• TASK STATEMENT:
The required output is every entry, printed exactly as written.

• MATERIAL SUPPLIED:
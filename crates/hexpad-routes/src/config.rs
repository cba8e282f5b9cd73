use std::fmt;

use serde::de::{MapAccess, Visitor};
use serde::ser::SerializeMap;
use serde::{Deserialize, Deserializer, Serialize, Serializer};

use crate::error::RouteError;
use crate::route::ProxyRoute;
use crate::table::RouteTable;

/// On-disk route config, shaped like a dev server's `server.proxy` block:
///
/// ```json
/// { "proxy": { "/user": "http://localhost:3334", "/chat": "ws://localhost:3334" } }
/// ```
///
/// `proxy` keeps every entry in document order, repeated keys included, so
/// that `into_table` can reject duplicate prefixes instead of keeping the last.
#[derive(Debug, Clone, Default, PartialEq, Eq, Serialize, Deserialize)]
#[serde(deny_unknown_fields)]
pub struct RouteConfig {
    #[serde(with = "entries")]
    pub proxy: Vec<(String, String)>,
}

impl RouteConfig {
    pub fn into_table(self) -> Result<RouteTable, RouteError> {
        let routes = self
            .proxy
            .into_iter()
            .map(|(prefix, target)| ProxyRoute::new(prefix, &target))
            .collect::<Result<Vec<_>, _>>()?;
        RouteTable::new(routes)
    }

    pub fn to_pretty_json(&self) -> Result<String, serde_json::Error> {
        serde_json::to_string_pretty(self)
    }
}

/// A JSON object read as an ordered list of pairs.
mod entries {
    use super::*;

    pub fn serialize<S: Serializer>(
        pairs: &[(String, String)],
        serializer: S,
    ) -> Result<S::Ok, S::Error> {
        let mut map = serializer.serialize_map(Some(pairs.len()))?;
        for (k, v) in pairs {
            map.serialize_entry(k, v)?;
        }
        map.end()
    }

    pub fn deserialize<'de, D: Deserializer<'de>>(
        deserializer: D,
    ) -> Result<Vec<(String, String)>, D::Error> {
        deserializer.deserialize_map(EntriesVisitor)
    }

    struct EntriesVisitor;

    impl<'de> Visitor<'de> for EntriesVisitor {
        type Value = Vec<(String, String)>;

        fn expecting(&self, f: &mut fmt::Formatter<'_>) -> fmt::Result {
            f.write_str("an object of route prefix to target origin")
        }

        fn visit_map<A: MapAccess<'de>>(self, mut access: A) -> Result<Self::Value, A::Error> {
            let mut pairs = Vec::with_capacity(access.size_hint().unwrap_or(0));
            while let Some(entry) = access.next_entry::<String, String>()? {
                pairs.push(entry);
            }
            Ok(pairs)
        }
    }
}
use crate::pad::{HEX_COLOR_WIDTH, pad_hex};

/// Format a numeric RGB value as a six-character lowercase hex code.
///
/// Values wider than 24 bits keep their leading six hex digits, the same
/// truncation `pad_hex` applies to long strings.
pub fn rgb_hex(rgb: u32) -> String {
    pad_hex(&format!("{rgb:x}"))
}

/// True when `s` is exactly six ASCII hex digits (either case).
pub fn is_hex_color(s: &str) -> bool {
    s.len() == HEX_COLOR_WIDTH && s.bytes().all(|b| b.is_ascii_hexdigit())
}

• COMPLETED TASK:
filename crates/hexpad-routes/src/config.rs
repository cba8e282f5b9cd73
use std::fmt;

use serde::de::{MapAccess, Visitor};
use serde::ser::SerializeMap;
use serde::{Deserialize, Deserializer, Serialize, Serializer};

use crate::error::RouteError;
use crate::route::ProxyRoute;
use crate::table::RouteTable;

/// On-disk route config, shaped like a dev server's `server.proxy` block:
///
/// ```json
/// { "proxy": { "/user": "http://localhost:3334", "/chat": "ws://localhost:3334" } }
/// ```
///
/// `proxy` keeps every entry in document order, repeated keys included, so
/// that `into_table` can reject duplicate prefixes instead of keeping the last.
#[derive(Debug, Clone, Default, PartialEq, Eq, Serialize, Deserialize)]
#[serde(deny_unknown_fields)]
pub struct RouteConfig {
    #[serde(with = "entries")]
    pub proxy: Vec<(String, String)>,
}

impl RouteConfig {
    pub fn into_table(self) -> Result<RouteTable, RouteError> {
        let routes = self
            .proxy
            .into_iter()
            .map(|(prefix, target)| ProxyRoute::new(prefix, &target))
            .collect::<Result<Vec<_>, _>>()?;
        RouteTable::new(routes)
    }

    pub fn to_pretty_json(&self) -> Result<String, serde_json::Error> {
        serde_json::to_string_pretty(self)
    }
}

/// A JSON object read as an ordered list of pairs.
mod entries {
    use super::*;

    pub fn serialize<S: Serializer>(
        pairs: &[(String, String)],
        serializer: S,
    ) -> Result<S::Ok, S::Error> {
        let mut map = serializer.serialize_map(Some(pairs.len()))?;
        for (k, v) in pairs {
            map.serialize_entry(k, v)?;
        }
        map.end()
    }

    pub fn deserialize<'de, D: Deserializer<'de>>(
        deserializer: D,
    ) -> Result<Vec<(String, String)>, D::Error> {
        deserializer.deserialize_map(EntriesVisitor)
    }

    struct EntriesVisitor;

    impl<'de> Visitor<'de> for EntriesVisitor {
        type Value = Vec<(String, String)>;

        fn expecting(&self, f: &mut fmt::Formatter<'_>) -> fmt::Result {
            f.write_str("an object of route prefix to target origin")
        }

        fn visit_map<A: MapAccess<'de>>(self, mut access: A) -> Result<Self::Value, A::Error> {
            let mut pairs = Vec::with_capacity(access.size_hint().unwrap_or(0));
            while let Some(entry) = access.next_entry::<String, String>()? {
                pairs.push(entry);
            }
            Ok(pairs)
        }
    }
}
use crate::pad::{HEX_COLOR_WIDTH, pad_hex};

/// Format a numeric RGB value as a six-character lowercase hex code.
///
/// Values wider than 24 bits keep their leading six hex digits, the same
/// truncation `pad_hex` applies to long strings.
pub fn rgb_hex(rgb: u32) -> String {
    pad_hex(&format!("{rgb:x}"))
}

/// True when `s` is exactly six ASCII hex digits (either case).
pub fn is_hex_color(s: &str) -> bool {
    s.len() == HEX_COLOR_WIDTH && s.bytes().all(|b| b.is_ascii_hexdigit())
}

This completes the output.